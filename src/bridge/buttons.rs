//! # Button Bridge
//!
//! Forwards button writes from the BLE peer to the button box.
//!
//! The last transmitted mask is remembered and an identical mask is never sent
//! twice in a row. This is change detection only, there is no timing window:
//! a peer alternating between two masks produces one frame per write.

use tracing::warn;

use crate::can::decoder::decode_button_write;
use crate::can::encoder::encode_button_frame;
use crate::can::protocol::{ButtonMask, CanFrame};

/// Button write handler and change filter
#[derive(Debug, Clone)]
pub struct ButtonBridge {
    address: u32,
    category: u8,
    last_mask: ButtonMask,
}

impl ButtonBridge {
    /// Create a bridge targeting the button box at `address`
    pub fn new(address: u32, category: u8) -> Self {
        Self {
            address,
            category,
            last_mask: 0,
        }
    }

    /// Handle a write to the button characteristic
    ///
    /// Returns the frame to transmit, or `None` when the write is malformed or
    /// carries the mask that was sent last.
    pub fn on_write(&mut self, payload: &[u8]) -> Option<CanFrame> {
        let mask = decode_button_write(payload)?;
        if mask == self.last_mask {
            return None;
        }

        match encode_button_frame(self.address, self.category, mask) {
            Ok(frame) => {
                self.last_mask = mask;
                Some(frame)
            }
            Err(e) => {
                warn!("Cannot encode button frame: {}", e);
                None
            }
        }
    }

    /// Last mask handed out for transmission
    pub fn last_mask(&self) -> ButtonMask {
        self.last_mask
    }
}
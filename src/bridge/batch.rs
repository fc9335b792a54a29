//! # Variable Batch Controller
//!
//! Resolves a batch of up to 16 variable hashes against the ECU, one request
//! at a time, and produces a single notification once every hash has been
//! answered.
//!
//! ## States
//!
//! | State | Condition | Leaves on |
//! |-------|-----------|-----------|
//! | Idle | no hashes pending | request write with at least one complete hash |
//! | Requesting | `cursor < count` | last response (→ Idle) or new request write (→ Requesting, preempted) |
//!
//! The controller performs no I/O. [`VariableBatchController::start`] and
//! [`VariableBatchController::accept`] tell the caller which request to send
//! next and when a notification is ready.
//!
//! There is no response timeout: an ECU that never answers keeps the batch in
//! Requesting until the peer writes a new request.

use crate::can::decoder::{decode_variable_hashes, response_entry};
use crate::can::encoder::encode_batch_notification;
use crate::can::protocol::{CanFrame, VariableHash, MAX_BATCH_VARS, VAR_RESPONSE_SIZE};

/// What the caller must do after feeding a frame to the controller
#[derive(Debug, Clone, PartialEq, Eq)]
pub enum BatchStep {
    /// Not a variable response, or no batch in flight. Nothing changed.
    Ignored,
    /// Response stored; request this hash next
    Request(VariableHash),
    /// Batch finished; this is the consolidated notification payload
    Complete(Vec<u8>),
}

/// Batched variable request state machine
#[derive(Debug, Clone)]
pub struct VariableBatchController {
    response_id: u32,
    hashes: Vec<VariableHash>,
    cursor: usize,
    responses: Vec<[u8; VAR_RESPONSE_SIZE]>,
}

impl VariableBatchController {
    /// Create an idle controller matching responses on `response_id`
    pub fn new(response_id: u32) -> Self {
        Self {
            response_id,
            hashes: Vec::with_capacity(MAX_BATCH_VARS),
            cursor: 0,
            responses: Vec::with_capacity(MAX_BATCH_VARS),
        }
    }

    /// Start a batch from a variable request write
    ///
    /// Any batch in flight is discarded along with its collected responses.
    /// Returns the first hash to request, or `None` (state untouched) when the
    /// write holds no complete 4-byte hash.
    pub fn start(&mut self, payload: &[u8]) -> Option<VariableHash> {
        let hashes = decode_variable_hashes(payload);
        let first = *hashes.first()?;

        self.hashes = hashes;
        self.cursor = 0;
        self.responses.clear();

        Some(first)
    }

    /// Feed one received bus frame
    ///
    /// Only frames on the response identifier with at least 8 data bytes count
    /// as responses. The frame's 8 bytes are stored as-is, in request order.
    pub fn accept(&mut self, frame: &CanFrame) -> BatchStep {
        if self.is_idle() {
            return BatchStep::Ignored;
        }

        let Some(entry) = response_entry(frame, self.response_id) else {
            return BatchStep::Ignored;
        };

        self.responses.push(entry);
        self.cursor += 1;

        if self.cursor < self.hashes.len() {
            return BatchStep::Request(self.hashes[self.cursor]);
        }

        let payload = encode_batch_notification(&self.responses);
        self.reset();
        BatchStep::Complete(payload)
    }

    fn reset(&mut self) {
        self.hashes.clear();
        self.cursor = 0;
        self.responses.clear();
    }

    /// Whether no batch is in flight
    pub fn is_idle(&self) -> bool {
        self.cursor >= self.hashes.len()
    }

    /// Hash currently awaiting its response
    pub fn awaiting(&self) -> Option<VariableHash> {
        self.hashes.get(self.cursor).copied()
    }

    /// Hashes of the batch in flight
    pub fn pending(&self) -> &[VariableHash] {
        &self.hashes
    }

    /// Number of responses collected so far
    pub fn cursor(&self) -> usize {
        self.cursor
    }

    /// Number of accumulated response entries (always equal to the cursor)
    pub fn collected(&self) -> usize {
        self.responses.len()
    }
}
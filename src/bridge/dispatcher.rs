//! # Bus RX Dispatcher
//!
//! Drains every frame the bus has buffered, without waiting, and feeds them to
//! the batch controller in arrival order.

use std::time::Duration;
use tracing::{debug, warn};

use super::batch::{BatchStep, VariableBatchController};
use crate::can::encoder::encode_variable_request;
use crate::can::protocol::VariableHash;
use crate::slcan::CanBus;

/// Outcome of one drain pass
#[derive(Debug, Clone, Default, PartialEq, Eq)]
pub struct DrainReport {
    /// Frames pulled from the bus
    pub frames: usize,
    /// Frames accepted as variable responses
    pub responses: usize,
    /// Follow-up requests written to the bus
    pub requests_sent: usize,
    /// Completed batch notifications, oldest first
    pub notifications: Vec<Vec<u8>>,
}

/// Routes received frames to the batch controller and sends follow-up requests
#[derive(Debug, Clone, Copy)]
pub struct BusRxDispatcher {
    request_id: u32,
}

impl BusRxDispatcher {
    /// Create a dispatcher sending follow-up requests on `request_id`
    pub fn new(request_id: u32) -> Self {
        Self { request_id }
    }

    /// Drain all buffered frames
    ///
    /// Each frame is polled with a zero timeout, so this never waits for bus
    /// traffic. Non-response frames are dropped.
    pub async fn drain<B: CanBus>(
        &self,
        bus: &mut B,
        batch: &mut VariableBatchController,
    ) -> DrainReport {
        let mut report = DrainReport::default();

        while let Some(frame) = bus.receive(Duration::ZERO).await {
            report.frames += 1;

            match batch.accept(&frame) {
                BatchStep::Ignored => {
                    debug!("Ignoring CAN frame 0x{:03X} ({} bytes)", frame.id(), frame.len());
                }
                BatchStep::Request(hash) => {
                    report.responses += 1;
                    if request_variable(bus, self.request_id, hash).await {
                        report.requests_sent += 1;
                    }
                }
                BatchStep::Complete(payload) => {
                    report.responses += 1;
                    report.notifications.push(payload);
                }
            }
        }

        report
    }
}

/// Send one variable request frame
///
/// A failed send is logged and not retried; the batch keeps waiting for the
/// response of this hash.
pub async fn request_variable<B: CanBus>(bus: &mut B, address: u32, hash: VariableHash) -> bool {
    let frame = match encode_variable_request(address, hash) {
        Ok(frame) => frame,
        Err(e) => {
            warn!("Cannot encode variable request: {}", e);
            return false;
        }
    };

    let ok = bus.send(&frame).await;
    if ok {
        debug!("CAN TX var request hash={}", hash);
    } else {
        warn!("CAN TX var request hash={} failed", hash);
    }
    ok
}
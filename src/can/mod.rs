//! # CAN Frame Codec Module
//!
//! Wire formats exchanged with the button box and the ECU.
//!
//! This module handles:
//! - Big-endian encoding of variable hashes and values
//! - Button box event frames (0x711)
//! - Variable request (0x700 + ECU id) and response (0x720 + ECU id) frames
//! - The consolidated batch notification sent over BLE

pub mod protocol;
pub mod encoder;
pub mod decoder;

pub use protocol::{BusAddresses, CanFrame, VariableHash, VariableResponse};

EXERCISE INSTRUCTIONS :: From the records above, copy every line that includes the word "BusRxDispatcher".

THE ANSWER ::
pub struct BusRxDispatcher {
impl BusRxDispatcher {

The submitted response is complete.